The Circular Park (); also known as the Youth Park, is a public park in the Kentron district of the Armenian capital Yerevan. It starts with the Cathedral of Saint Gregory at the south on Tigran Mets street, and ends up with the Poplavok lake at the north near Mashtots Avenue. The park lies along Khanjyan, Yervand Kochar, Alex Manoogian, Moskovian and Isahakyan streets, forming a half-circular shaped park around the eastern part of downtown Yerevan.
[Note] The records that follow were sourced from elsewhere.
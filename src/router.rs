use std::sync::Arc;

use axum::http::{HeaderName, HeaderValue, Method, header};
use axum::{Router, middleware};
use tastelog_config::CorsConfig;
use tower_http::catch_panic::CatchPanicLayer;
use tower_http::cors::CorsLayer;

use crate::middleware::dispatcher::{
    Dispatcher, X_REQUEST_ID, dispatch, handle_panic, not_found, stamp_matched_path,
};
use crate::middleware::rate_limit::{X_RATELIMIT_LIMIT, X_RATELIMIT_REMAINING, X_RATELIMIT_RESET};
use crate::modules::admin::init_admin_router;
use crate::modules::auth::init_auth_router;
use crate::modules::health::init_health_router;
use crate::modules::tastings::init_tastings_router;
use crate::state::AppState;

pub fn init_router(state: AppState) -> Router {
    let routes = Router::new()
        .merge(init_health_router(&state))
        .merge(init_auth_router(&state))
        .merge(init_tastings_router(&state))
        .merge(init_admin_router(&state));

    with_dispatch(routes, state)
}

/// Adds the 404 fallback, panic recovery, the dispatcher and CORS around `routes`.
pub fn with_dispatch(routes: Router<AppState>, state: AppState) -> Router {
    let dispatcher = Arc::new(Dispatcher::from_state(&state));
    let cors = cors_layer(&state.cors_config, &state.csrf_config.header_name);

    routes
        .fallback(not_found)
        .layer(middleware::from_fn(stamp_matched_path))
        .with_state(state)
        // Inside the dispatcher, so a panic is reported with its request context.
        .layer(CatchPanicLayer::custom(handle_panic))
        .layer(middleware::from_fn_with_state(dispatcher, dispatch))
        .layer(cors)
}

fn cors_layer(config: &CorsConfig, csrf_header: &str) -> CorsLayer {
    let allowed_origins: Vec<HeaderValue> = config
        .allowed_origins
        .iter()
        .filter_map(|origin| origin.parse().ok())
        .collect();

    let mut allowed_headers = vec![header::AUTHORIZATION, header::CONTENT_TYPE, header::ACCEPT];
    if let Ok(csrf_header) = HeaderName::try_from(csrf_header) {
        allowed_headers.push(csrf_header);
    }

    CorsLayer::new()
        .allow_origin(allowed_origins)
        .allow_methods([
            Method::GET,
            Method::POST,
            Method::PUT,
            Method::PATCH,
            Method::DELETE,
            Method::OPTIONS,
        ])
        .allow_headers(allowed_headers)
        .expose_headers([
            X_REQUEST_ID,
            X_RATELIMIT_LIMIT,
            X_RATELIMIT_REMAINING,
            X_RATELIMIT_RESET,
            header::RETRY_AFTER,
        ])
        .allow_credentials(true)
}
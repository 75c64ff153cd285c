mod common;

use axum::body::Body;
use axum::http::{Request, StatusCode};
use tastelog::router::init_router;

use common::{CSRF_HEADER, bearer, body_json, get, header, send, test_state};

fn refresh(authorization: &str, csrf: Option<&str>) -> Request<Body> {
    let mut builder = Request::builder()
        .method("POST")
        .uri("/api/auth/refresh")
        .header("authorization", authorization);
    if let Some(token) = csrf {
        builder = builder.header(CSRF_HEADER, token);
    }
    builder.body(Body::empty()).unwrap()
}

#[tokio::test]
async fn test_state_changing_request_without_header_is_rejected() {
    let (state, _) = test_state();
    let authorization = bearer(&state, "user-1");
    let app = init_router(state);

    let response = send(&app, refresh(&authorization, None)).await;

    assert_eq!(response.status(), StatusCode::FORBIDDEN);
    // CSRF runs first, so the rate limiter never saw the request.
    assert!(header(&response, "x-ratelimit-limit").is_none());
    let body = body_json(response).await;
    assert_eq!(body["error"]["code"], "CSRF_MISSING");
}

#[tokio::test]
async fn test_blank_header_is_rejected() {
    let (state, _) = test_state();
    let authorization = bearer(&state, "user-1");
    let app = init_router(state);

    let response = send(&app, refresh(&authorization, Some("   "))).await;

    assert_eq!(response.status(), StatusCode::FORBIDDEN);
}

#[tokio::test]
async fn test_any_present_value_is_accepted() {
    let (state, _) = test_state();
    let authorization = bearer(&state, "user-1");
    let app = init_router(state);

    let response = send(&app, refresh(&authorization, Some("x"))).await;

    assert_eq!(response.status(), StatusCode::OK);
}

#[tokio::test]
async fn test_safe_methods_need_no_header() {
    let (state, _) = test_state();
    let app = init_router(state);

    let response = send(&app, get("/api/tastings")).await;

    assert_eq!(response.status(), StatusCode::OK);
}

#[tokio::test]
async fn test_header_name_is_configurable() {
    let (mut state, _) = test_state();
    state.csrf_config.header_name = "x-requested-with".to_string();
    let authorization = bearer(&state, "user-1");
    let app = init_router(state);

    let with_default = send(&app, refresh(&authorization, Some("x"))).await;
    assert_eq!(with_default.status(), StatusCode::FORBIDDEN);

    let request = Request::builder()
        .method("POST")
        .uri("/api/auth/refresh")
        .header("authorization", authorization)
        .header("x-requested-with", "XMLHttpRequest")
        .body(Body::empty())
        .unwrap();
    assert_eq!(send(&app, request).await.status(), StatusCode::OK);
}
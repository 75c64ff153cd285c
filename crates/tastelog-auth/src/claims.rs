//! JWT claim structure for access tokens.

use serde::{Deserialize, Serialize};

/// Claims carried by an access token.
///
/// - `sub`: user id (subject)
/// - `email`: optional contact address
/// - `roles`: role names granted to the user
/// - `exp` / `iat`: expiry and issued-at timestamps (Unix seconds)
#[derive(Debug, Clone, PartialEq, Eq, Serialize, Deserialize)]
pub struct Claims {
    pub sub: String,
    #[serde(default, skip_serializing_if = "Option::is_none")]
    pub email: Option<String>,
    #[serde(default)]
    pub roles: Vec<String>,
    pub exp: usize,
    pub iat: usize,
}
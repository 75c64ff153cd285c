use std::sync::Arc;

use axum::Router;
use axum::body::Body;
use axum::http::{Request, Response};
use http_body_util::BodyExt;
use serde_json::Value;
use tastelog::state::AppState;
use tastelog_auth::create_access_token;
use tastelog_core::MemorySink;
use tower::ServiceExt;

pub const CSRF_HEADER: &str = "x-csrf-token";

/// Application state backed by a fresh local store and an in-memory sink.
pub fn test_state() -> (AppState, Arc<MemorySink>) {
    let sink = Arc::new(MemorySink::new());
    (AppState::local(sink.clone()), sink)
}

#[allow(dead_code)]
pub fn bearer(state: &AppState, user_id: &str) -> String {
    let token = create_access_token(user_id, Some("taster@example.com"), vec![], &state.jwt_config)
        .unwrap();
    format!("Bearer {}", token)
}

pub async fn send(app: &Router, request: Request<Body>) -> Response<Body> {
    app.clone().oneshot(request).await.unwrap()
}

pub async fn body_json(response: Response<Body>) -> Value {
    let bytes = response.into_body().collect().await.unwrap().to_bytes();
    serde_json::from_slice(&bytes).unwrap()
}

#[allow(dead_code)]
pub fn header<'a>(response: &'a Response<Body>, name: &str) -> Option<&'a str> {
    response.headers().get(name).and_then(|v| v.to_str().ok())
}

#[allow(dead_code)]
pub fn get(uri: &str) -> Request<Body> {
    Request::builder().uri(uri).body(Body::empty()).unwrap()
}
The park has an approximate length of 2500 metres and an average width of 120 metres.

One of the designers and architects of the Circular Park from Teryan Street to Abovyan Street built in 1960-1985 was Sasun Grigoryan.

Famous structures in the Circular Park
The Circular park is home to many works of art including the statues of Aleksandr Griboyedov, Andranik Ozanian, Vardan Mamikonian, Yeghishe Charents, Tigran Petrosian, Mikael Nalbandian, Armen Tigranian, Fridtjof Nansen, Avetik Isahakyan and Vahan Terian.

The benefactors' walkway of the park was opened in October 2012 featuring the statues of 6 prominent Armenian benefactors: Boghos Nubar, Aleksandr Mantashyan, Alex Manoogian, Calouste Gulbenkian, Mikael Aramyants and Hovhannes Lazaryan.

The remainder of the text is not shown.